Так вели себя многие простые евреи. После освобождения выжившие чувствовали себя виноватыми перед теми, кто навсегда остался в гетто. Один из таких людей писал: "Я хотел бы искупить грех выживания, грех возвращения к жизни".

Побуждения этих евреев не были бы поняты "информированным" профессором Беттельгеймом27. Ведь, на его взгляд, все они погибли бесполезно, во имя ненужных в этой ситуации моральных ценностей. Семье Шефтель следовало расстаться, тогда хоть кто-нибудь бы уцелел. Корчак поступил глупо, пожертвовав жизнью неизвестно зачем. Варшавские раввины должны были бежать, а не сидеть как связанные утки, ожидая расправы. Но как мало информирован профессор о системе еврейских ценностей, о принятых в нашей среде нравственных нормах! Для многих евреев верность моральным принципам оказалась важнее сохранения жизни. Сотни тысяч еврейских матерей добровольно пошли со своими детьми в газовые камеры, отказавшись от жизни, которую им давала селекция! Но цивилизации, создавшей царство гетто и лагерей смерти, не понять этих проявлений героизма.

Есть одна причина, по которой евреи и неевреи пытаются исказить факты о поведении евреев под властью нацистов: нечистая совесть. Как мы уже говорили, исследуя Катастрофу, правомернее спросить "Где был человек?", а не "Где был Бог?". Участие Всевышнего в историческом процессе - сложная теологическая проблема, а вот участие в нем человека в качестве носителя морали виды) невооруженным глазом. Опыт гетто и лагерей смерти показал бесконечное падение человека как морального существа. Поступки, обусловленные этическими побуждениями, были редкостью, особенно в Восточной Европе. Физически это была Катастрофа европейского еврейства, но с точки зрения духа это была общемировая Катастрофа человечества. В крематориях сгорели не только шесть миллионов евреев, но еще и претензии Запада на то, что он является этической цивилизацией. Освенцим ознаменовал собой последнюю ступень моральной деградации западной цивилизации. Неприятно смотреть правде в глаза. И если обвинить евреев в трусости, может быть, поведение других народов не будет выглядеть столь позорно? Это простой способ найти козла отпущения. Но, увы. Запад не станет лучше оттого, что попытается загрязнить память еврейских мучеников. Или из пепла этой войны возникнет что-то новое, или человечество приближается к своему концу. Освенцим - последнее предупреждение человеческой расе.

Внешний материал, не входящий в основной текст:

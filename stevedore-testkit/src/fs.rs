use std::collections::{BTreeMap, BTreeSet, HashSet};
use std::io;
use std::path::{Path, PathBuf};
use std::sync::Arc;

use async_trait::async_trait;
use chrono::{DateTime, Utc};
use parking_lot::Mutex;
use stevedore::*;

pub const MEM_SCHEME: &str = "memfs";
pub const MEM_AUTHORITY: &str = "cluster";

#[derive(Clone, Debug)]
struct MemFile {
    contents: Vec<u8>,
    modified: DateTime<Utc>,
}

#[derive(Debug, Default)]
struct MemState {
    files: BTreeMap<PathBuf, MemFile>,
    dirs: BTreeSet<PathBuf>,
    failing: HashSet<PathBuf>,
    writes: usize,
}

impl MemState {
    fn is_dir(&self, path: &Path) -> bool {
        self.dirs.contains(path)
            || self.files.keys().any(|file| file.starts_with(path) && file != path)
    }

    fn check(&self, path: &Path) -> io::Result<()> {
        if self.failing.contains(path) {
            return Err(io::Error::other(format!(
                "injected failure for {}",
                path.display()
            )));
        }
        Ok(())
    }
}

/// Shared in-memory [`ClusterFilesystem`].
///
/// Clones share the same tree. Directories exist when created explicitly or
/// when a file lives under them.
#[derive(Clone, Debug, Default)]
pub struct InMemoryFilesystem {
    state: Arc<Mutex<MemState>>,
}

impl InMemoryFilesystem {
    pub fn new() -> Self {
        Self::default()
    }

    pub fn add_file(&self, path: impl AsRef<Path>, contents: impl Into<Vec<u8>>) {
        self.state.lock().files.insert(
            path.as_ref().to_path_buf(),
            MemFile {
                contents: contents.into(),
                modified: Utc::now(),
            },
        );
    }

    pub fn add_dir(&self, path: impl AsRef<Path>) {
        self.state.lock().dirs.insert(path.as_ref().to_path_buf());
    }

    /// Make every operation on `path` fail with an I/O error.
    pub fn fail_on(&self, path: impl AsRef<Path>) {
        self.state.lock().failing.insert(path.as_ref().to_path_buf());
    }

    pub fn read(&self, path: impl AsRef<Path>) -> Option<Vec<u8>> {
        self.state
            .lock()
            .files
            .get(path.as_ref())
            .map(|file| file.contents.clone())
    }

    pub fn write_count(&self) -> usize {
        self.state.lock().writes
    }
}

#[async_trait]
impl ClusterFilesystem for InMemoryFilesystem {
    fn locator(&self, path: &Path) -> ResourceLocator {
        ResourceLocator::new(
            MEM_SCHEME,
            Some(MEM_AUTHORITY.to_string()),
            None,
            path.to_string_lossy(),
        )
    }

    async fn status(&self, path: &Path) -> io::Result<FileStatus> {
        let state = self.state.lock();
        state.check(path)?;
        if let Some(file) = state.files.get(path) {
            return Ok(FileStatus {
                path: path.to_path_buf(),
                len: file.contents.len() as u64,
                modified: file.modified,
                is_dir: false,
            });
        }
        if state.is_dir(path) {
            return Ok(FileStatus {
                path: path.to_path_buf(),
                len: 0,
                modified: Utc::now(),
                is_dir: true,
            });
        }
        Err(io::Error::new(
            io::ErrorKind::NotFound,
            format!("{} not found", path.display()),
        ))
    }

    async fn list(&self, dir: &Path) -> io::Result<Vec<FileStatus>> {
        let state = self.state.lock();
        state.check(dir)?;
        if !state.is_dir(dir) {
            return Err(io::Error::new(
                io::ErrorKind::NotFound,
                format!("{} is not a directory", dir.display()),
            ));
        }

        let mut entries: BTreeMap<PathBuf, FileStatus> = BTreeMap::new();
        for (path, file) in &state.files {
            let Ok(rest) = path.strip_prefix(dir) else {
                continue;
            };
            let mut parts = rest.components();
            let Some(first) = parts.next() else {
                continue;
            };
            let child = dir.join(first);
            let status = if parts.next().is_none() {
                FileStatus {
                    path: child.clone(),
                    len: file.contents.len() as u64,
                    modified: file.modified,
                    is_dir: false,
                }
            } else {
                FileStatus {
                    path: child.clone(),
                    len: 0,
                    modified: file.modified,
                    is_dir: true,
                }
            };
            entries.entry(child).or_insert(status);
        }
        for path in &state.dirs {
            if path.parent() == Some(dir) {
                entries.entry(path.clone()).or_insert(FileStatus {
                    path: path.clone(),
                    len: 0,
                    modified: Utc::now(),
                    is_dir: true,
                });
            }
        }
        Ok(entries.into_values().collect())
    }

    async fn write(&self, path: &Path, contents: &[u8]) -> io::Result<FileStatus> {
        let mut state = self.state.lock();
        state.check(path)?;
        if let Some(parent) = path.parent() {
            state.check(parent)?;
        }
        let modified = Utc::now();
        state.files.insert(
            path.to_path_buf(),
            MemFile {
                contents: contents.to_vec(),
                modified,
            },
        );
        state.writes += 1;
        Ok(FileStatus {
            path: path.to_path_buf(),
            len: contents.len() as u64,
            modified,
            is_dir: false,
        })
    }
}

#[cfg(test)]
mod tests {
    use super::*;

    #[tokio::test]
    async fn test_list_returns_direct_children_only() {
        let fs = InMemoryFilesystem::new();
        fs.add_file("/conf/b.xml", "b");
        fs.add_file("/conf/a.xml", "a");
        fs.add_file("/conf/nested/c.xml", "c");

        let listed = fs.list(Path::new("/conf")).await.unwrap();
        let names: Vec<(String, bool)> = listed
            .iter()
            .map(|s| (s.path.display().to_string(), s.is_dir))
            .collect();
        assert_eq!(
            names,
            vec![
                ("/conf/a.xml".to_string(), false),
                ("/conf/b.xml".to_string(), false),
                ("/conf/nested".to_string(), true),
            ]
        );
    }

    #[tokio::test]
    async fn test_injected_failure_and_missing_paths() {
        let fs = InMemoryFilesystem::new();
        fs.add_file("/img/app.tar.gz", "img");
        fs.fail_on("/img/app.tar.gz");

        assert!(fs.status(Path::new("/img/app.tar.gz")).await.is_err());
        let missing = fs.list(Path::new("/absent")).await.unwrap_err();
        assert_eq!(missing.kind(), io::ErrorKind::NotFound);
    }

    #[test]
    fn test_locator_is_cluster_wide() {
        let locator = InMemoryFilesystem::new().locator(Path::new("/conf/a.xml"));
        assert_eq!(locator.to_string(), "memfs://cluster/conf/a.xml");
    }
}
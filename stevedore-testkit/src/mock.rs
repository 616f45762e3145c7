use std::collections::HashMap;
use std::path::{Path, PathBuf};
use std::sync::Arc;
use std::time::Duration;

use anyhow::bail;
use async_trait::async_trait;
use parking_lot::Mutex;
use stevedore::*;
use uuid::Uuid;

pub const TEST_CONF_DIR: &str = "/cluster/app/generated";
pub const TEST_INSTALL_DIR: &str = "/opt/storage";
pub const TEST_IMAGE_PATH: &str = "/cluster/app/image/storage.tar.gz";
pub const TEST_SCRIPT: &str = "start-worker";

/// One accepted launch as the coordinator saw it.
#[derive(Clone, Debug)]
pub struct Submission {
    pub container_id: ContainerId,
    pub context: LaunchContext,
    pub record: LaunchRecord,
}

/// Coordinator that records every call for later assertions.
#[derive(Clone)]
pub struct RecordingCoordinator {
    fs: Arc<dyn ClusterFilesystem>,
    conf_dir: PathBuf,
    descriptor: ClusterDescriptor,
    config: LaunchConfig,
    submissions: Arc<Mutex<Vec<Submission>>>,
    reports: Arc<Mutex<Vec<WorkerReport>>>,
    rejection: Arc<Mutex<Option<String>>>,
    submit_delay: Arc<Mutex<Option<Duration>>>,
    launches: LaunchRegistry,
}

impl RecordingCoordinator {
    /// Coordinator over `fs` with the default layout and no image.
    pub fn new(fs: impl ClusterFilesystem + 'static) -> Self {
        Self {
            fs: Arc::new(fs),
            conf_dir: PathBuf::from(TEST_CONF_DIR),
            descriptor: ClusterDescriptor::new("test-cluster", TEST_INSTALL_DIR),
            config: LaunchConfig::default(),
            submissions: Arc::new(Mutex::new(Vec::new())),
            reports: Arc::new(Mutex::new(Vec::new())),
            rejection: Arc::new(Mutex::new(None)),
            submit_delay: Arc::new(Mutex::new(None)),
            launches: LaunchRegistry::new(),
        }
    }

    pub fn with_conf_dir(mut self, conf_dir: impl Into<PathBuf>) -> Self {
        self.conf_dir = conf_dir.into();
        self
    }

    pub fn with_image(mut self, image_path: impl Into<PathBuf>) -> Self {
        self.descriptor = self.descriptor.with_image(image_path);
        self
    }

    pub fn with_config(mut self, config: LaunchConfig) -> Self {
        self.config = config;
        self
    }

    /// Reject every later submission with `reason`.
    pub fn reject_submissions(&self, reason: impl Into<String>) {
        *self.rejection.lock() = Some(reason.into());
    }

    pub fn set_submit_delay(&self, delay: Duration) {
        *self.submit_delay.lock() = Some(delay);
    }

    pub fn submissions(&self) -> Vec<Submission> {
        self.submissions.lock().clone()
    }

    pub fn submission_for(&self, container: &str) -> Option<Submission> {
        self.submissions
            .lock()
            .iter()
            .find(|s| s.container_id.as_str() == container)
            .cloned()
    }

    pub fn reports(&self) -> Vec<WorkerReport> {
        self.reports.lock().clone()
    }

    pub fn report_for(&self, container: &str) -> Option<WorkerReport> {
        self.reports
            .lock()
            .iter()
            .find(|r| r.container_id.as_str() == container)
            .cloned()
    }

    /// How many times `worker_id` was reported finished.
    pub fn finish_count(&self, worker_id: Uuid) -> usize {
        self.reports
            .lock()
            .iter()
            .filter(|r| r.worker_id == worker_id)
            .count()
    }

    pub fn launches(&self) -> LaunchRegistry {
        self.launches.clone()
    }

    pub fn assert_submission_count_eq(&self, expected: usize) {
        let actual = self.submissions.lock().len();
        assert_eq!(
            actual, expected,
            "Expected {} submissions, got {}",
            expected, actual
        );
    }

    /// Poll until at least `count` workers reported, or fail after `within`.
    pub async fn wait_for_reports(
        &self,
        count: usize,
        within: Duration,
    ) -> anyhow::Result<Vec<WorkerReport>> {
        let deadline = tokio::time::Instant::now() + within;
        loop {
            let reports = self.reports();
            if reports.len() >= count {
                return Ok(reports);
            }
            if tokio::time::Instant::now() >= deadline {
                bail!(
                    "expected {} worker reports within {:?}, got {}",
                    count,
                    within,
                    reports.len()
                );
            }
            tokio::time::sleep(Duration::from_millis(5)).await;
        }
    }
}

#[async_trait]
impl Coordinator for RecordingCoordinator {
    fn filesystem(&self) -> Arc<dyn ClusterFilesystem> {
        Arc::clone(&self.fs)
    }

    fn generated_config_dir(&self) -> PathBuf {
        self.conf_dir.clone()
    }

    fn cluster_descriptor(&self) -> ClusterDescriptor {
        self.descriptor.clone()
    }

    fn resolve_executable_path(&self, descriptor: &ClusterDescriptor) -> PathBuf {
        descriptor.executable_path(&self.config, TEST_SCRIPT)
    }

    async fn submit(
        &self,
        container: &AllocatedContainer,
        context: LaunchContext,
        record: LaunchRecord,
    ) -> Result<(), SubmissionError> {
        let delay = *self.submit_delay.lock();
        if let Some(delay) = delay {
            tokio::time::sleep(delay).await;
        }
        let rejection = self.rejection.lock().clone();
        if let Some(reason) = rejection {
            return Err(SubmissionError::Rejected {
                container: container.id.clone(),
                reason,
            });
        }

        self.launches.register(record.clone());
        self.submissions.lock().push(Submission {
            container_id: container.id.clone(),
            context,
            record,
        });
        Ok(())
    }

    fn on_worker_finished(&self, report: &WorkerReport) {
        tracing::debug!(
            container_id = %report.container_id,
            outcome = report.outcome.as_str(),
            "worker finished"
        );
        self.reports.lock().push(report.clone());
    }
}

/// Configurable role provider.
#[derive(Clone, Debug)]
pub struct StubProvider {
    name: String,
    roles: Vec<String>,
    server_command: String,
    env: HashMap<String, String>,
    resources: Vec<(String, PathBuf)>,
    failure: Option<String>,
    panic_on_populate: bool,
    delay: Option<Duration>,
}

impl StubProvider {
    pub fn new(name: impl Into<String>) -> Self {
        Self {
            name: name.into(),
            roles: Vec::new(),
            server_command: "server".to_string(),
            env: HashMap::new(),
            resources: Vec::new(),
            failure: None,
            panic_on_populate: false,
            delay: None,
        }
    }

    pub fn with_role(mut self, role: impl Into<String>) -> Self {
        self.roles.push(role.into());
        self
    }

    pub fn with_server_command(mut self, command: impl Into<String>) -> Self {
        self.server_command = command.into();
        self
    }

    pub fn with_env(mut self, key: impl Into<String>, value: impl Into<String>) -> Self {
        self.env.insert(key.into(), value.into());
        self
    }

    /// Stage the file at `path` under `key` during population.
    pub fn with_resource(mut self, key: impl Into<String>, path: impl Into<PathBuf>) -> Self {
        self.resources.push((key.into(), path.into()));
        self
    }

    /// Fail population with an invalid option error.
    pub fn failing(mut self, reason: impl Into<String>) -> Self {
        self.failure = Some(reason.into());
        self
    }

    pub fn panicking(mut self) -> Self {
        self.panic_on_populate = true;
        self
    }

    pub fn with_delay(mut self, delay: Duration) -> Self {
        self.delay = Some(delay);
        self
    }
}

#[async_trait]
impl RoleProvider for StubProvider {
    fn name(&self) -> &str {
        &self.name
    }

    fn roles(&self) -> Vec<String> {
        self.roles.clone()
    }

    fn server_command(&self, _role: &str) -> Result<String, ProviderError> {
        Ok(self.server_command.clone())
    }

    async fn populate_launch_context(
        &self,
        mut context: LaunchContextBuilder,
        fs: &dyn ClusterFilesystem,
        _staging_dir: &Path,
        role: &RoleSpec,
    ) -> Result<LaunchContextBuilder, ProviderError> {
        if let Some(delay) = self.delay {
            tokio::time::sleep(delay).await;
        }
        if self.panic_on_populate {
            panic!("stub provider {} panicked for role {}", self.name, role.name);
        }
        if let Some(reason) = &self.failure {
            return Err(ProviderError::InvalidOption {
                role: role.name.clone(),
                key: "stub".to_string(),
                value: reason.clone(),
            });
        }

        for (key, path) in &self.resources {
            let status = fs.status(path).await.map_err(|source| ProviderError::Io {
                path: path.clone(),
                source,
            })?;
            context = context.resource(
                key.clone(),
                LocalResource::from_status(fs, &status, ResourceKind::File),
            );
        }
        Ok(context.envs(self.env.clone()))
    }
}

Другое дело - нечистая совесть евреев. Несомненно, Освенцим еще раз доказал, что евреи - особый народ. Как это уже много раз бывало, судьба евреев явилась индикатором морального уровня человечества. В этом и заключен смысл избранности народа Израиля Богом. Если еврей с этим не согласен, ему приходится, по сути, согласиться с тем, что нет большой разницы между убийцами и их жертвами. Еврей, отрицающий Тору и союз с Богом, приходит к клевете на мучеников Катастрофы, чтобы найти для себя более удобное (в психологическом смысле) место на разлагающемся Западе.